#### [TASK INSTRUCTIONS]
Which lines in the data below contain the word "warn"? Copy each of them.

Collected data entries:
◆ ◆ ◆ ◆ ◆ ◆ ◆
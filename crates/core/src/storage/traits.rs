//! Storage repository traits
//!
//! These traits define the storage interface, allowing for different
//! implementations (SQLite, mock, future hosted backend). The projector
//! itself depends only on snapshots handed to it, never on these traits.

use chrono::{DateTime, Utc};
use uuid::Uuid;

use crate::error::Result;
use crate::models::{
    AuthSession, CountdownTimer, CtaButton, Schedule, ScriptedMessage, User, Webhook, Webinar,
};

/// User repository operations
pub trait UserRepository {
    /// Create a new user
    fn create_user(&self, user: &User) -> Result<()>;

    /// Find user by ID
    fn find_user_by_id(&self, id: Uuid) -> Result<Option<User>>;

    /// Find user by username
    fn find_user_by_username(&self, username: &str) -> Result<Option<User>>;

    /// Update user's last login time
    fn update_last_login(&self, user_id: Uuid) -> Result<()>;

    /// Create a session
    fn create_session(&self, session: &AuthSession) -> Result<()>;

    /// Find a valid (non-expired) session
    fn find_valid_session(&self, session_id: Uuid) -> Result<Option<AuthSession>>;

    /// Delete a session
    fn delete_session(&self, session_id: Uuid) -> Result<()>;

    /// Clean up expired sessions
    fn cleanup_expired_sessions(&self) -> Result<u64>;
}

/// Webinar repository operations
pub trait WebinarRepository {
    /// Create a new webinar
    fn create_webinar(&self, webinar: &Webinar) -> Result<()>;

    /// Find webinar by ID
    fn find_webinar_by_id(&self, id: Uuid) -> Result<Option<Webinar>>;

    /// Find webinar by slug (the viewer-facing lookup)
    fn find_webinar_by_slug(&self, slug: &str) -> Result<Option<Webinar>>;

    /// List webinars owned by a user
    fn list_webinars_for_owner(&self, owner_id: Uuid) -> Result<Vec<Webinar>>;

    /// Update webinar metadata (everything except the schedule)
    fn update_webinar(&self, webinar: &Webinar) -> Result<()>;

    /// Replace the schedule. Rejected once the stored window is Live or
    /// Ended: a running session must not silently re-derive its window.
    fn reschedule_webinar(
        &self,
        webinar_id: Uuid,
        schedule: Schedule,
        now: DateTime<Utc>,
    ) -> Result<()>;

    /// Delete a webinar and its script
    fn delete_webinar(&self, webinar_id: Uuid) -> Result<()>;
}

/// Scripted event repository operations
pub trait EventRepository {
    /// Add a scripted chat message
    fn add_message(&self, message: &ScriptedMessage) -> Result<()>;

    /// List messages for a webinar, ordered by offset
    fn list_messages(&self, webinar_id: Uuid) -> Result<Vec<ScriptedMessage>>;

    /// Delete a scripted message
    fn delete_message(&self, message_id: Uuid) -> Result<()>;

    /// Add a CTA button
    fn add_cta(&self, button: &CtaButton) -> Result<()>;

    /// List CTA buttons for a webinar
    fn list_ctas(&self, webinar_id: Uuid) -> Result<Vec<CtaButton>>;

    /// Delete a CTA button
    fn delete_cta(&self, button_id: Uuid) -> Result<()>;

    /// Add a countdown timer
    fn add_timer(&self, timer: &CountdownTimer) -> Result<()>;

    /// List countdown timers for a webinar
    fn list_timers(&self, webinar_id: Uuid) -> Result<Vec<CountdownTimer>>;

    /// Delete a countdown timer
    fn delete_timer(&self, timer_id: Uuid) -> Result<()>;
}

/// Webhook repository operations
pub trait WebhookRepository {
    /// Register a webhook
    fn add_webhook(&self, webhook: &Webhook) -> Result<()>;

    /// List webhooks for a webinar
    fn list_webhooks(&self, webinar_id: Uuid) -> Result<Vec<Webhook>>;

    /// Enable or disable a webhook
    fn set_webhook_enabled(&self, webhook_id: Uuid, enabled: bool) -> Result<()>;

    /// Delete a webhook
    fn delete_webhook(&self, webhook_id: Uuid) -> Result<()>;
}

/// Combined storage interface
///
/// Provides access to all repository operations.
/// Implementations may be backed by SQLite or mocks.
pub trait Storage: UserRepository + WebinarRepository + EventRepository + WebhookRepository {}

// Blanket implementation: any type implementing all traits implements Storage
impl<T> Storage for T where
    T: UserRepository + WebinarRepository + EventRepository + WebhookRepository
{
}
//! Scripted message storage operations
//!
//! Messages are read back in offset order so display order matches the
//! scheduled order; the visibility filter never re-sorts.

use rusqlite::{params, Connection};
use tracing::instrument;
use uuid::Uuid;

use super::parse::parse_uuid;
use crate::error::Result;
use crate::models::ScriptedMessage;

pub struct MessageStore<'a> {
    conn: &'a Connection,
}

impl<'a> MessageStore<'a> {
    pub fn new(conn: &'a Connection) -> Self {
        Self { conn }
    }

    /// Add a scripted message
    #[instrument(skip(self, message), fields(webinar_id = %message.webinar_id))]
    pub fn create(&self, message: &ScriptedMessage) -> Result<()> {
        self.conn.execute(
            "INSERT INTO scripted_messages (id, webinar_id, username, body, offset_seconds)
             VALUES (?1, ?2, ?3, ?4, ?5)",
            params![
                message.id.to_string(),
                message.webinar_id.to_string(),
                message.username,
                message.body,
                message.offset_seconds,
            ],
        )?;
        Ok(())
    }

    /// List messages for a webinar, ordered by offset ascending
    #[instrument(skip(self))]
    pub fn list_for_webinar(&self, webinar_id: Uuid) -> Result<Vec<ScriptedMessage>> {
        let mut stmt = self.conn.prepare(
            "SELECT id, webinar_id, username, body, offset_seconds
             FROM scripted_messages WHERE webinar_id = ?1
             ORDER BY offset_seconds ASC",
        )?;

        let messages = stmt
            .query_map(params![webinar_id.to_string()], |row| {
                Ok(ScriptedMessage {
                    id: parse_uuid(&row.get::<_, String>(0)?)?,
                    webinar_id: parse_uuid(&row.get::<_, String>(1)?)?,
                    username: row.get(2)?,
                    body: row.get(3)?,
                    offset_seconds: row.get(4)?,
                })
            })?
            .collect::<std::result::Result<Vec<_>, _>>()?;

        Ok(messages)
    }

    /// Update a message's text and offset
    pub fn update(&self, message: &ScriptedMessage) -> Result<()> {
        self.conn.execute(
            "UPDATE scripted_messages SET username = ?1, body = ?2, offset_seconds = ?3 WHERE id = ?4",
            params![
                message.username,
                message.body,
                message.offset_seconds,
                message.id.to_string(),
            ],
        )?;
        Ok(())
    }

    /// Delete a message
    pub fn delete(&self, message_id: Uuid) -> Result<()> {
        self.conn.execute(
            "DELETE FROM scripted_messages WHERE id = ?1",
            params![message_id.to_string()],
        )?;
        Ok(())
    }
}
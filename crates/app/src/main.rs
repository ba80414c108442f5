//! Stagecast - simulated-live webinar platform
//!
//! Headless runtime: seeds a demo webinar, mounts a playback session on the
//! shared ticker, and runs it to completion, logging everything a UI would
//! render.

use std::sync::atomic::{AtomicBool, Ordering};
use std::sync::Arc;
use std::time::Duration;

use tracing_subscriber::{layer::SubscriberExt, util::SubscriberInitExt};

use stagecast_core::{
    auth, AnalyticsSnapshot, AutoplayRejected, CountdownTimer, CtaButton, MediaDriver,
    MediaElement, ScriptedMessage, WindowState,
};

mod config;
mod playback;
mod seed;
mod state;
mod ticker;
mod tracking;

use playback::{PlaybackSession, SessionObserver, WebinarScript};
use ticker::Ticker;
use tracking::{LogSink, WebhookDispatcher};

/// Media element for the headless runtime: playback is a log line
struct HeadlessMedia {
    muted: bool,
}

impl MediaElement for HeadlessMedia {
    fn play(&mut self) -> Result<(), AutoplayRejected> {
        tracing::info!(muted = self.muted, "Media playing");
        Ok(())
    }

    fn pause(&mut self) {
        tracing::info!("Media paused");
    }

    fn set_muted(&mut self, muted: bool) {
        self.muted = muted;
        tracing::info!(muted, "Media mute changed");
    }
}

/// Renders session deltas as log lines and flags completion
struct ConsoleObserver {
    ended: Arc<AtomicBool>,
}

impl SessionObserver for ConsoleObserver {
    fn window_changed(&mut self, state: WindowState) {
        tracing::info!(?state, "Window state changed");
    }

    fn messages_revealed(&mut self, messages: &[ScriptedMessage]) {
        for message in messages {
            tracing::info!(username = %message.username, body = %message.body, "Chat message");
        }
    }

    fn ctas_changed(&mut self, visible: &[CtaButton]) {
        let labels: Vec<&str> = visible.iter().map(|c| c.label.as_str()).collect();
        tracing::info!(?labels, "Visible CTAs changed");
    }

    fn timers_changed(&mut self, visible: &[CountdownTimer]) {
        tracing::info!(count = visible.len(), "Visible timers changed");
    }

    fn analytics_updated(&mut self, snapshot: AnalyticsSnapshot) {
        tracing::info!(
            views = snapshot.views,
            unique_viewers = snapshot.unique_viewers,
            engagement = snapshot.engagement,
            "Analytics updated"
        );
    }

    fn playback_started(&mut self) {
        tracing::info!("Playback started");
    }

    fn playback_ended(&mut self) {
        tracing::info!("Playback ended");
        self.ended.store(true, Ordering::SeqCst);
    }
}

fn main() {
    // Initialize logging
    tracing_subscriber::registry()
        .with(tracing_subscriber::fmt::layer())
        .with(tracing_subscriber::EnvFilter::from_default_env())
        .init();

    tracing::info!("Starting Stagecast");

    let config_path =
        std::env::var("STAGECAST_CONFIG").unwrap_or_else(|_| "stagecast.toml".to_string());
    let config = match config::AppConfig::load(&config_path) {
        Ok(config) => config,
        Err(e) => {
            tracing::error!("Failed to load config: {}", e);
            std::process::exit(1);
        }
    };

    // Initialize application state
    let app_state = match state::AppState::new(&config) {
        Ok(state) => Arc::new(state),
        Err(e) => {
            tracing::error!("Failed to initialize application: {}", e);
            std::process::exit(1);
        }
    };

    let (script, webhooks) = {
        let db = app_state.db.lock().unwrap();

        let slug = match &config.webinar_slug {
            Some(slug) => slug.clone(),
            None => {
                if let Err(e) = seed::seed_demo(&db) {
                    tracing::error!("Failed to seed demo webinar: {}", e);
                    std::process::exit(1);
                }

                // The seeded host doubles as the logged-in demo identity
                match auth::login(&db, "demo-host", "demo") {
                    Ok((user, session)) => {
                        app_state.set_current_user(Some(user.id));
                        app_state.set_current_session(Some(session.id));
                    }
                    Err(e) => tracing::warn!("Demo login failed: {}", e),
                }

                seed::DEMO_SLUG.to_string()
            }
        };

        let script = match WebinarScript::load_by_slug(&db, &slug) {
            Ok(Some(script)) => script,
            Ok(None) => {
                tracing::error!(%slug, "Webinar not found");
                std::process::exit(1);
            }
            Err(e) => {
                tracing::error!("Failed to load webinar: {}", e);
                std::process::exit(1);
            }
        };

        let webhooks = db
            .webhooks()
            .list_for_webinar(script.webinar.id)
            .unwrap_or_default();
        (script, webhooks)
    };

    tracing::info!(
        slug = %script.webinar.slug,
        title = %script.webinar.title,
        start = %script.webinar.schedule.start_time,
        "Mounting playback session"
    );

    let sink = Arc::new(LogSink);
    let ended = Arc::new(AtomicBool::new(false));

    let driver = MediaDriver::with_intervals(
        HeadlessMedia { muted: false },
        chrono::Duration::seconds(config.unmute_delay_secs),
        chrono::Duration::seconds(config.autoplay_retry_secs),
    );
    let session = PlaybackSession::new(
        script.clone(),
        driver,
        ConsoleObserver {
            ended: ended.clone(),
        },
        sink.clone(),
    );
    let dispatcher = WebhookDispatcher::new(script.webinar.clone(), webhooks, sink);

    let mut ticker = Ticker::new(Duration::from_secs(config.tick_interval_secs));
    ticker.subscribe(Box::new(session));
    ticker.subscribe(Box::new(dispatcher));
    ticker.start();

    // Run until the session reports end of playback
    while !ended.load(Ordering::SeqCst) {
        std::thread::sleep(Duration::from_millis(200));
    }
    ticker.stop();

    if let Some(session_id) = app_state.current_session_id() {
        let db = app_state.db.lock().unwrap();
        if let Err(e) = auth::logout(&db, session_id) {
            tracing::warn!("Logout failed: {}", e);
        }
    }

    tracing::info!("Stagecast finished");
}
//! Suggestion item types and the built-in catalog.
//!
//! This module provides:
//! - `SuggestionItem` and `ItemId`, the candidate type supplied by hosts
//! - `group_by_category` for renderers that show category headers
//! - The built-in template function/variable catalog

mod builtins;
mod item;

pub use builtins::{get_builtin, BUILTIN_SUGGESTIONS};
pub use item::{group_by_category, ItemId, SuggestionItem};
◆ ◆ ◆ ◆ ◆ ◆ ◆
#### [ANSWER BELOW]
                    Err(e) => tracing::warn!("Demo login failed: {}", e),
            tracing::warn!("Logout failed: {}", e);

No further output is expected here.